A.G.: It’s quite funny, because I was thinking “4 years ago, it wasn’t easy, but it was quite an experience”! It’s been very hard to leave everyone. But ESMA doesn’t stop after those 4 years, today I’m working with classmates from my class and those before that and I’ll surely work with the future graduates. I am very happy with the training I have received and I think that ESMA continues to improve year after year and is able to keep up with the changes in our profession, which is really not easy. We’re lucky to have a generalist background and that has a huge impact on the work. We have a global view of a production and it’s a real plus to understand the other teams. I really don’t regret having chosen ESMA for my training and I’m happy to be part of this family today!
L.C.: I’m pretty happy that the school has prepared us well for business. I was a bit apprehensive about being hired almost directly after the jury, even though I was finally given three months’ notice, I knew I was going to go to Spain quite early and so I didn’t have any real break. But in the end, working life in the studio is much less demanding than the last years of school so I didn’t have that “too much” feeling I was afraid of.

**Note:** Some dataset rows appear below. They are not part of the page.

//! Structured invocation response
//!
//! A run is reported as `{"statusCode": 200, "body": {...counts}}` on
//! success and `{"statusCode": 500, "body": {"error": "..."}}` on failure.

use serde::{Deserialize, Serialize};

use crate::engine::SyncSummary;
use crate::error::{Error, Result};
use crate::family::AddressFamily;

/// Status code reported for a successful run
pub const STATUS_OK: u16 = 200;

/// Status code reported for a failed run
pub const STATUS_ERROR: u16 = 500;

/// Response of one invocation
#[derive(Debug, Clone, PartialEq, Eq, Serialize, Deserialize)]
pub struct InvocationResponse {
    /// 200 or 500
    #[serde(rename = "statusCode")]
    pub status_code: u16,
    /// Counts or error message
    pub body: ResponseBody,
}

/// Body of an invocation response
#[derive(Debug, Clone, PartialEq, Eq, Serialize, Deserialize)]
#[serde(untagged)]
pub enum ResponseBody {
    /// Successful run
    Success {
        message: String,
        ipv4_cidrs: usize,
        ipv6_cidrs: usize,
        total_ipv4_addresses: usize,
        total_ipv6_addresses: usize,
    },
    /// Failed run
    Failure { error: String },
}

impl InvocationResponse {
    /// Build the success response from a summary
    pub fn success(summary: &SyncSummary) -> Self {
        Self {
            status_code: STATUS_OK,
            body: ResponseBody::Success {
                message: "Successfully updated UptimeRobot prefix lists".to_string(),
                ipv4_cidrs: summary.cidr_count(AddressFamily::V4),
                ipv6_cidrs: summary.cidr_count(AddressFamily::V6),
                total_ipv4_addresses: summary.total_ipv4_addresses,
                total_ipv6_addresses: summary.total_ipv6_addresses,
            },
        }
    }

    /// Build the failure response from an error
    pub fn failure(error: &Error) -> Self {
        Self {
            status_code: STATUS_ERROR,
            body: ResponseBody::Failure {
                error: format!("Failed to update UptimeRobot prefix lists: {}", error),
            },
        }
    }

    /// Build the response matching a run result
    pub fn from_result(result: &Result<SyncSummary>) -> Self {
        match result {
            Ok(summary) => Self::success(summary),
            Err(e) => Self::failure(e),
        }
    }

    /// Whether the run succeeded
    pub fn is_success(&self) -> bool {
        self.status_code == STATUS_OK
    }

    /// Serialize to a JSON string
    pub fn to_json(&self) -> Result<String> {
        Ok(serde_json::to_string(self)?)
    }
}

#[cfg(test)]
mod tests {
    use super::*;
    use serde_json::json;

    #[test]
    fn test_success_shape() {
        let summary = SyncSummary {
            hostname: "ip.uptimerobot.com".to_string(),
            total_ipv4_addresses: 4,
            total_ipv6_addresses: 2,
            families: Vec::new(),
        };

        let value = serde_json::to_value(InvocationResponse::success(&summary)).unwrap();
        assert_eq!(
            value,
            json!({
                "statusCode": 200,
                "body": {
                    "message": "Successfully updated UptimeRobot prefix lists",
                    "ipv4_cidrs": 0,
                    "ipv6_cidrs": 0,
                    "total_ipv4_addresses": 4,
                    "total_ipv6_addresses": 2
                }
            })
        );
    }

    #[test]
    fn test_failure_shape() {
        let response = InvocationResponse::failure(&Error::resolution("NXDOMAIN"));
        assert!(!response.is_success());

        let value = serde_json::to_value(&response).unwrap();
        assert_eq!(value["statusCode"], 500);
        assert_eq!(
            value["body"]["error"],
            "Failed to update UptimeRobot prefix lists: Resolution error: NXDOMAIN"
        );
    }

    #[test]
    fn test_round_trip_picks_right_variant() {
        let response = InvocationResponse::failure(&Error::config("bad"));
        let parsed: InvocationResponse =
            serde_json::from_str(&response.to_json().unwrap()).unwrap();
        assert_eq!(parsed, response);
    }
}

HOW WAS THE COVID-19 PERIOD FOR YOU?
A.G.: I have the chance to work on cartoons, no need for actors or real shooting. So I work normally, the only change is that my work is 1 minute away from my bed now, it brings back memories! Besides that, I keep learning when I have time after my day.
L.C.: Covid has become tele-work for me, I’ve never stopped working and I’m still tele-working right now, but from France. So there are no personal projects for me!
AND YOUR NEXT FEW MONTHS, OR THE COMING YEAR, HOW DO YOU PLAN FOR THE FUTURE?
A.G.: I still have a few months of production left on the film I’m currently working on. I think I’ll stay in London after that, continue my early career, maybe change studio or go on VFX, I don’t know yet. We’ll see what opportunities come my way then.
L.C.: We’ll see, for the moment my contract is for the duration of a project, so one or two years. I’d like to go and work in Northern Europe before coming back to France.
A.G.: For all those who are at ESMA or who are going to join it, hang on because it’s really worth it! I remain available if you have any questions about Linkeldin, don’t hesitate !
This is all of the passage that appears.